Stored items
((
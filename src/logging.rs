//! # Structured Logging Module
//!
//! Environment-aware structured logging for topology provisioning. Library
//! code only emits `tracing` events; installing a subscriber is left to the
//! binary, which may call [`init_structured_logging`].

use std::sync::OnceLock;

use tracing_subscriber::{fmt, layer::SubscriberExt, util::SubscriberInitExt, EnvFilter, Layer};

use crate::constants::env;
use crate::error::DeclarationStage;

static LOGGER_INITIALIZED: OnceLock<()> = OnceLock::new();

/// Initialize structured logging with environment-specific configuration
///
/// `RUST_LOG` wins when set; otherwise the level follows `BROKER_ENV`.
/// Setting `BROKER_LOG_FORMAT=json` switches to JSON lines.
pub fn init_structured_logging() {
    LOGGER_INITIALIZED.get_or_init(|| {
        let environment = get_environment();
        let filter = EnvFilter::try_from_default_env()
            .unwrap_or_else(|_| EnvFilter::new(get_log_level(&environment)));

        let json = std::env::var(env::LOG_FORMAT)
            .map(|format| format.eq_ignore_ascii_case("json"))
            .unwrap_or(false);

        let layer = if json {
            fmt::layer()
                .with_target(true)
                .with_level(true)
                .json()
                .with_filter(filter)
                .boxed()
        } else {
            fmt::layer()
                .with_target(true)
                .with_thread_ids(true)
                .with_level(true)
                .with_ansi(true)
                .with_filter(filter)
                .boxed()
        };

        // A global subscriber may already be installed by the host application
        if tracing_subscriber::registry().with(layer).try_init().is_err() {
            tracing::debug!(
                "Global tracing subscriber already initialized - continuing with existing subscriber"
            );
        }

        tracing::info!(environment = %environment, json, "Structured logging initialized");
    });
}

/// Get current environment from environment variables
fn get_environment() -> String {
    environment_from(|key| std::env::var(key).ok())
}

/// Resolve the environment name: BROKER_ENV, then APP_ENV, then "development"
fn environment_from(lookup: impl Fn(&str) -> Option<String>) -> String {
    lookup(env::ENVIRONMENT)
        .or_else(|| lookup("APP_ENV"))
        .unwrap_or_else(|| "development".to_string())
}

/// Get log level based on environment
fn get_log_level(environment: &str) -> &'static str {
    match environment {
        "production" => "info",
        _ => "debug",
    }
}

/// Log structured data for one exchange declaration step
pub fn log_exchange_operation(
    operation: &str,
    exchange: &str,
    exchange_type: &str,
    stage: DeclarationStage,
    status: &str,
) {
    tracing::info!(
        operation = %operation,
        exchange = %exchange,
        exchange_type = %exchange_type,
        stage = %stage,
        status = %status,
        "EXCHANGE_OPERATION"
    );
}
))
### Activity
Return only the lines of the records in which the string "json" appears.

### The completed task
/// Setting `BROKER_LOG_FORMAT=json` switches to JSON lines.
        let json = std::env::var(env::LOG_FORMAT)
            .map(|format| format.eq_ignore_ascii_case("json"))
        let layer = if json {
                .json()
        tracing::info!(environment = %environment, json, "Structured logging initialized");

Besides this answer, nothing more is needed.